OK, I jest slightly but it is observational humour. Plenty of fans have expressed the view that Uefa is "having a laugh" with their pricing structure for Wembley. You might fail to see the funny side if you have forked out even the minimum starting price for "neutrals" watching the game in the general admissions areas of £150 plus £26 booking fee.
If you want to take your partner and both kids, you are in for a bill of more than £600 before travel, refreshments and programmes take that to nearer £750, I imagine. Some discounts have been sorted for children but those packages are limited in number and only available in the more expensive Category B areas.
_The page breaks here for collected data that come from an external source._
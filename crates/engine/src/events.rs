//! Event types for board change notifications.
//!
//! The board emits these after each state transition so a frontend can
//! redraw or warn the user without polling. The test collector records
//! them for ordering assertions.

use crate::store::StoreError;

/// Events emitted by [`crate::board::Board`].
#[derive(Debug, Clone, PartialEq)]
pub enum BoardEvent {
    /// A cell's text changed (edit or applied suggestion).
    CellChanged(CellChangedEvent),

    /// The selected cell changed. Never persisted.
    SelectionChanged(SelectionChangedEvent),

    /// Values went back to catalog defaults.
    BoardReset(BoardResetEvent),

    /// A store read or write failed. The in-memory board is still authoritative.
    PersistFailed(PersistFailedEvent),
}

#[derive(Debug, Clone, PartialEq)]
pub struct CellChangedEvent {
    pub cell_id: String,
    pub text: String,
}

#[derive(Debug, Clone, PartialEq)]
pub struct SelectionChangedEvent {
    pub previous: Option<String>,
    pub current: Option<String>,
}

#[derive(Debug, Clone, PartialEq)]
pub struct BoardResetEvent {
    /// True when the onboarding marker was erased too.
    pub all_data: bool,
}

/// Which store operation failed.
#[derive(Debug, Clone, Copy, PartialEq, Eq)]
pub enum PersistOp {
    Save,
    Erase,
    Marker,
}

impl PersistOp {
    pub fn as_str(&self) -> &'static str {
        match self {
            PersistOp::Save => "save",
            PersistOp::Erase => "erase",
            PersistOp::Marker => "marker",
        }
    }
}

#[derive(Debug, Clone, PartialEq)]
pub struct PersistFailedEvent {
    pub op: PersistOp,
    pub error: StoreError,
}

/// Callback type for receiving board events.
pub type EventCallback = Box<dyn FnMut(&BoardEvent) + Send>;

/// Simple event collector for testing.
#[derive(Default)]
pub struct EventCollector {
    events: Vec<BoardEvent>,
}

impl EventCollector {
    pub fn new() -> Self {
        Self { events: Vec::new() }
    }

    pub fn push(&mut self, event: BoardEvent) {
        self.events.push(event);
    }

    pub fn events(&self) -> &[BoardEvent] {
        &self.events
    }

    pub fn clear(&mut self) {
        self.events.clear();
    }

    pub fn len(&self) -> usize {
        self.events.len()
    }

    pub fn is_empty(&self) -> bool {
        self.events.is_empty()
    }

    /// Filter to only CellChanged events.
    pub fn cells_changed(&self) -> Vec<&CellChangedEvent> {
        self.events
            .iter()
            .filter_map(|e| match e {
                BoardEvent::CellChanged(c) => Some(c),
                _ => None,
            })
            .collect()
    }

    /// Filter to only PersistFailed events.
    pub fn persist_failures(&self) -> Vec<&PersistFailedEvent> {
        self.events
            .iter()
            .filter_map(|e| match e {
                BoardEvent::PersistFailed(p) => Some(p),
                _ => None,
            })
            .collect()
    }
}
//! Encode command module

use std::io;

use snipnote::template::{encode_to_interactive, escape_html};
use snipnote::Config;

pub fn run(config: &Config, text: Option<String>) -> io::Result<()> {
    let text = super::input::read_text(text)?;
    let rendered = encode_to_interactive(&text, escape_html);

    if config.json {
        return super::input::print_json(&rendered);
    }
    print!("{}", rendered);
    Ok(())
}
//! Note collection file I/O
//!
//! A collection is a JSON or YAML array of notes; the format is picked by
//! file extension.

use std::fs;
use std::path::Path;

use crate::constants::YAML_EXTENSIONS;
use crate::error::Result;
use crate::model::{Note, Tag};

/// On-disk encoding of a note file
#[derive(Debug, Clone, Copy, PartialEq, Eq)]
pub enum Format {
    Json,
    Yaml,
}

impl Format {
    /// Pick the format from the file extension
    pub fn from_path(path: &Path) -> Self {
        let is_yaml = path
            .extension()
            .and_then(|e| e.to_str())
            .map(|e| YAML_EXTENSIONS.iter().any(|y| e.eq_ignore_ascii_case(y)))
            .unwrap_or(false);
        if is_yaml {
            Format::Yaml
        } else {
            Format::Json
        }
    }
}

/// Load notes from `path`; a missing file is an empty collection
pub fn load_notes(path: &Path) -> Result<Vec<Note>> {
    load_list(path)
}

/// Load a global tag list from `path`; a missing file is an empty list
pub fn load_tags(path: &Path) -> Result<Vec<Tag>> {
    load_list(path)
}

fn load_list<T: serde::de::DeserializeOwned>(path: &Path) -> Result<Vec<T>> {
    if !path.exists() {
        log::debug!("{} does not exist, starting empty", path.display());
        return Ok(Vec::new());
    }

    let content = fs::read_to_string(path)?;
    if content.trim().is_empty() {
        return Ok(Vec::new());
    }

    let items: Vec<T> = match Format::from_path(path) {
        Format::Json => serde_json::from_str(&content)?,
        Format::Yaml => serde_yaml::from_str(&content)?,
    };
    Ok(items)
}

/// Save notes to `path`, creating parent directories as needed
pub fn save_notes(path: &Path, notes: &[Note]) -> Result<()> {
    if let Some(parent) = path.parent() {
        if !parent.as_os_str().is_empty() {
            fs::create_dir_all(parent)?;
        }
    }

    let content = match Format::from_path(path) {
        Format::Json => serde_json::to_string_pretty(notes)?,
        Format::Yaml => serde_yaml::to_string(notes)?,
    };
    fs::write(path, content)?;
    log::debug!("saved {} notes to {}", notes.len(), path.display());
    Ok(())
}

#[cfg(test)]
mod tests {
    use super::*;
    use crate::error::Error;
    use crate::model::Section;
    use tempfile::TempDir;

    fn sample() -> Vec<Note> {
        vec![
            Note::new("docker cleanup")
                .with_tags(["docker"])
                .with_section(Section::code_with_variables("docker rm $[[id]]", Some("bash"))),
            Note::new("reading list"),
        ]
    }

    #[test]
    fn test_format_from_path() {
        assert_eq!(Format::from_path(Path::new("a/notes.yaml")), Format::Yaml);
        assert_eq!(Format::from_path(Path::new("notes.YML")), Format::Yaml);
        assert_eq!(Format::from_path(Path::new("notes.json")), Format::Json);
        assert_eq!(Format::from_path(Path::new("notes")), Format::Json);
    }

    #[test]
    fn test_missing_file_is_empty() {
        let temp_dir = TempDir::new().unwrap();
        let notes = load_notes(&temp_dir.path().join("absent.json")).unwrap();
        assert!(notes.is_empty());
    }

    #[test]
    fn test_save_and_load_json() {
        let temp_dir = TempDir::new().unwrap();
        let path = temp_dir.path().join("nested").join("notes.json");

        save_notes(&path, &sample()).unwrap();
        assert!(path.exists());
        assert_eq!(load_notes(&path).unwrap(), sample());
    }

    #[test]
    fn test_save_and_load_yaml() {
        let temp_dir = TempDir::new().unwrap();
        let path = temp_dir.path().join("notes.yaml");

        save_notes(&path, &sample()).unwrap();
        let content = fs::read_to_string(&path).unwrap();
        assert!(content.contains("CODE_WITH_VARIABLES"));
        assert_eq!(load_notes(&path).unwrap(), sample());
    }

    #[test]
    fn test_invalid_json() {
        let temp_dir = TempDir::new().unwrap();
        let path = temp_dir.path().join("notes.json");
        fs::write(&path, "{not json").unwrap();

        let err = load_notes(&path).unwrap_err();
        assert!(matches!(err, Error::Parse { format: "JSON", .. }));
    }

    #[test]
    fn test_load_tags() {
        let temp_dir = TempDir::new().unwrap();
        let path = temp_dir.path().join("tags.json");
        fs::write(&path, r#"[{"name": "rust"}, {"name": "old"}]"#).unwrap();

        let tags = load_tags(&path).unwrap();
        assert_eq!(tags, vec![Tag::new("rust"), Tag::new("old")]);
    }
}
The 50,000 tickets reserved for fans of both clubs start a fair bit less but that is still a relative concept at £80 for Category D tickets, some 15% more than in Madrid last year.
Enough people have had a loud enough moan about these prices for Uefa to express a little contrition, with Platini conceding that it might have made an error.
"It was a mistake, it was not good," he told reporters in London recently. "But it is not easy to decide the price of the tickets in the Champions League final.
"We have received 200,000 requests for 10,000 tickets and now if you want to buy the tickets on the black market these tickets are 10 times the price that we decided. Perhaps in the future we have to have a new category for families that is less expensive. But if you put those on the black market, how much will they cost?"
Uefa argued the price was commensurate with the occasion. Evidence of what people are prepared to pay on the black market, thousands of pounds for the cheapest seats, tends to lend weight to the argument that they could charge more and still sell out.
But isn't that missing the point? The Champions League is monumentally well supported by sponsors falling over themselves for the chance to promote their products to their target market. Beer, razors, cars, blokes, kerching! The Saturday night switch just enhances that marketing opportunity, keeping the broadcasters happy with optimum viewing figures and people watching for longer.
Revenue from ticket sales pales into insignificance alongside the broadcast deals, so the whole event is something of a cash cow. Just for once, perhaps Uefa - and everyone else in a similar position - could stop milking the fans who pay to watch, too.